Recorded data:
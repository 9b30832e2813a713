use std::collections::{BTreeMap, BTreeSet};
use tracing::debug;
use crate::{
    types::{ClassDef, ClassItem, Declaration, Type},
    utils::quote,
    error::IdlError,
};

pub const VECTOR_TEMPLATES:   [&str; 2] = ["std::vector", "utils::chunked_vector"];
pub const OPTIONAL_TEMPLATES: [&str; 1] = ["std::optional"];
pub const VARIANT_TEMPLATES:  [&str; 2] = ["boost::variant", "std::variant"];

/// How the generators treat a type reference.
#[derive(Debug, Clone, Copy, PartialEq)]
pub enum TypeShape<'t> {
    /// Anything serialized as a single opaque value: foreign types, numbers,
    /// and templates that are not one of the recognized containers.
    Scalar,
    /// A class of this file carrying `[[writable]]`.
    Writable(&'t str),
    Optional(&'t Type),
    Vector(&'t Type),
    Variant(&'t [Type]),
}

/// Types declared by the file being compiled.
#[derive(Debug, Default)]
pub struct TypeRegistry {
    writable_types: BTreeMap<String, ClassDef>,
    stubs:          BTreeSet<String>,
    const_usages:   BTreeSet<String>,
}

impl TypeRegistry {
    /// Records every writable class declared at file or namespace level, and
    /// every type name used with a `const` qualifier anywhere in the file.
    pub fn build(declarations: &[Declaration]) -> TypeRegistry {
        let mut registry = TypeRegistry::default();
        registry.register_declarations(declarations);
        debug!(
            writable = registry.writable_types.len(),
            stubs = registry.stubs.len(),
            "type registry built"
        );
        registry
    }

    fn register_declarations(&mut self, declarations: &[Declaration]) {
        for declaration in declarations {
            match declaration {
                Declaration::Class(cls) => {
                    self.register_class(cls);
                    self.record_const_usages(cls);
                }
                Declaration::Namespace(namespace) => self.register_declarations(&namespace.members),
                Declaration::Enum(_) => {}
            }
        }
    }

    fn register_class(&mut self, cls: &ClassDef) {
        if !cls.is_writable() {
            return;
        }
        self.writable_types.insert(cls.name.clone(), cls.clone());
        if cls.is_stub {
            self.stubs.insert(cls.name.clone());
        }
    }

    fn record_const_usages(&mut self, cls: &ClassDef) {
        fn walk(t: &Type, usages: &mut BTreeSet<String>) {
            match t {
                Type::Basic(b) if b.is_const => {
                    usages.insert(b.name.clone());
                }
                Type::Basic(_) => {}
                Type::Template(t) => t.template_parameters.iter().for_each(|p| walk(p, usages)),
            }
        }

        for item in &cls.members {
            match item {
                ClassItem::Member(member) => walk(&member.type_, &mut self.const_usages),
                ClassItem::Class(nested) => self.record_const_usages(nested),
                ClassItem::Enum(_) => {}
            }
        }
    }

    pub fn writable(&self, name: &str) -> Result<&ClassDef, IdlError> {
        self.writable_types
            .get(name)
            .ok_or_else(|| IdlError::UnresolvedType(quote(name)))
    }

    pub fn has_writable_types(&self) -> bool {
        !self.writable_types.is_empty()
    }

    pub fn is_local_writable_type(&self, name: &str) -> bool {
        self.writable_types.contains_key(name)
    }

    pub fn is_stub(&self, name: &str) -> bool {
        self.stubs.contains(name)
    }

    /// Whether some member spelled `const <name>` somewhere in the file.
    pub fn has_const_usage(&self, name: &str) -> bool {
        self.const_usages.contains(name)
    }

    pub fn shape<'t>(&self, t: &'t Type) -> TypeShape<'t> {
        match t {
            Type::Basic(b) if self.is_local_writable_type(&b.name) => TypeShape::Writable(&b.name),
            Type::Basic(_) => TypeShape::Scalar,
            Type::Template(tmpl) => {
                let head = tmpl.name.as_str();
                match tmpl.template_parameters.as_slice() {
                    [payload, ..] if OPTIONAL_TEMPLATES.contains(&head) => TypeShape::Optional(payload),
                    [element, ..] if VECTOR_TEMPLATES.contains(&head) => TypeShape::Vector(element),
                    alternatives if VARIANT_TEMPLATES.contains(&head) => TypeShape::Variant(alternatives),
                    _ => TypeShape::Scalar,
                }
            }
        }
    }

    pub fn is_variant(&self, t: &Type) -> bool {
        matches!(self.shape(t), TypeShape::Variant(_))
    }

    pub fn list_local_writable_types(&self, t: &Type) -> BTreeSet<String> {
        t.list_types()
            .into_iter()
            .filter(|name| self.is_local_writable_type(name))
            .map(str::to_string)
            .collect()
    }

    /// Writable types whose generated code must exist before `cls`'s.
    pub fn dependencies(&self, cls: &ClassDef) -> BTreeSet<String> {
        cls.fields()
            .flat_map(|member| self.list_local_writable_types(&member.type_))
            .collect()
    }

    /// Orders the writable types so each comes after everything it depends
    /// on. Types that become ready in the same round are ordered by name.
    pub fn sort_dependencies(&self) -> Result<Vec<String>, IdlError> {
        let mut dep_tree: BTreeMap<String, BTreeSet<String>> = self
            .writable_types
            .iter()
            .map(|(name, cls)| (name.clone(), self.dependencies(cls)))
            .collect();
        let mut sorted = Vec::with_capacity(dep_tree.len());

        while !dep_tree.is_empty() {
            let found: Vec<String> = dep_tree
                .iter()
                .filter(|(_, deps)| deps.is_empty())
                .map(|(name, _)| name.clone())
                .collect();
            if found.is_empty() {
                return Err(IdlError::DependencyCycle(find_cycle(&dep_tree)));
            }

            for name in &found {
                dep_tree.remove(name);
            }
            for deps in dep_tree.values_mut() {
                for name in &found {
                    deps.remove(name);
                }
            }
            sorted.extend(found);
        }

        Ok(sorted)
    }
}

/// Every node left in `dep_tree` has an unresolved dependency, so following
/// first dependencies must revisit a node. Returns that loop, closed.
fn find_cycle(dep_tree: &BTreeMap<String, BTreeSet<String>>) -> Vec<String> {
    let mut path: Vec<String> = Vec::new();
    let mut current = dep_tree.keys().next().cloned();

    while let Some(name) = current {
        if let Some(start) = path.iter().position(|seen| *seen == name) {
            let mut cycle = path.split_off(start);
            cycle.push(name);
            return cycle;
        }
        current = dep_tree.get(&name).and_then(|deps| deps.iter().next().cloned());
        path.push(name);
    }
    path
}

▶ [Description of the task]: Look through the data above for the word "remove". Report each line where it occurs.

▶ [Task output]:
                dep_tree.remove(name);
                    deps.remove(name);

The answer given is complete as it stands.